Françoise par Sagan
Loeb fait briller Sagan de noir et d’or
S’attaquer à un monstre sacré — aussi charmant fut-il si l’on s’en réfère au célèbre qualificatif de François Mauriac — est un challenge pas si aisé à relever mais une artiste qui connaît le prix du combat a relevé le gant. Et c’est heureux tant le propos de Sagan reste criant d’actualité. L’on garde encore à l’esprit le souvenir ému d’une Sylvie Testud plus vraie que l’originale dans un biopic sous l’œil aguerri de Diane Kurys. Caroline Loeb pouvait prendre la relève tant son parcours fait somme toute écho à celui de la romancière. En parlant de Sagan, c’est aussi beaucoup d’elle-même qu’elle nous livre. Avec le courage et l’acharnement au travail dont elle a fait preuve toute sa carrière.

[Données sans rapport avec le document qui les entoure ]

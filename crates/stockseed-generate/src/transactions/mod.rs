//! Batch generators for stock entries, inter-store distributions and sales.
//!
//! Entries add stock; distributions and sales consume it through a
//! [`StockLedger`](crate::ledger::StockLedger) owned by the caller.

mod distributions;
mod entries;
mod sales;

pub use distributions::DistributionGenerator;
pub use entries::{EntryGenerator, ExpirationPolicy};
pub use sales::SaleGenerator;

use chrono::{DateTime, Duration, Utc};
use rand::Rng;

/// Options shared by the transaction generators.
#[derive(Debug, Clone)]
pub struct TransactionOptions {
    /// Transaction dates are drawn from the `history_days` before this instant.
    pub reference_time: DateTime<Utc>,
    pub history_days: i64,
    /// Line items per transaction, inclusive.
    pub min_items: usize,
    pub max_items: usize,
}

impl Default for TransactionOptions {
    fn default() -> Self {
        Self {
            reference_time: Utc::now(),
            history_days: 180,
            min_items: 1,
            max_items: 10,
        }
    }
}

impl TransactionOptions {
    pub(crate) fn random_past<R: Rng + ?Sized>(&self, rng: &mut R) -> DateTime<Utc> {
        let days = rng.random_range(0..=self.history_days.max(0));
        self.reference_time - Duration::days(days)
    }

    /// Line-item count for one transaction, never above `available`.
    pub(crate) fn item_count<R: Rng + ?Sized>(&self, available: usize, rng: &mut R) -> usize {
        let min = self.min_items.max(1);
        let max = self.max_items.max(min);
        rng.random_range(min..=max).min(available)
    }
}

/// Transactions produced by a consuming generator.
#[derive(Debug, Clone, PartialEq)]
pub struct AllocationBatch<T> {
    pub records: Vec<T>,
    /// Set when stock ran out before the requested count was reached.
    pub exhausted: bool,
}

impl<T> AllocationBatch<T> {
    pub fn len(&self) -> usize {
        self.records.len()
    }

    pub fn is_empty(&self) -> bool {
        self.records.is_empty()
    }
}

Loeb aurait pu poursuivre dans la veine du combat féministe après le spectacle qu’elle consacrait à George Sand. D’ailleurs ne le fait-elle pas dans une certaine mesure, mais de manière plus subtile que d’aucuns l’avaient imaginé ? Dans cette nouvelle production, pas de discours fracassant mais une immersion dans l’intimité de l’écriture et d’une quête du vrai. Loeb — comme Sagan — tient le flambeau féministe haut et ferme en aimant les hommes… et j’avoue que ça me plaît. Quand je dis les hommes, je devrais écrire les Hommes. « Françoise par Sagan » illustre avant tout et surtout un humanisme chevillé au corps dont l’écrivain eut été bien incapable de se départir, n’en déplaise à ses détracteurs qui n’eurent de cesse de la présenter sous un faux jour, s’attachant aux frasques, quitte à les inventer, bien plus qu’à la la pensée.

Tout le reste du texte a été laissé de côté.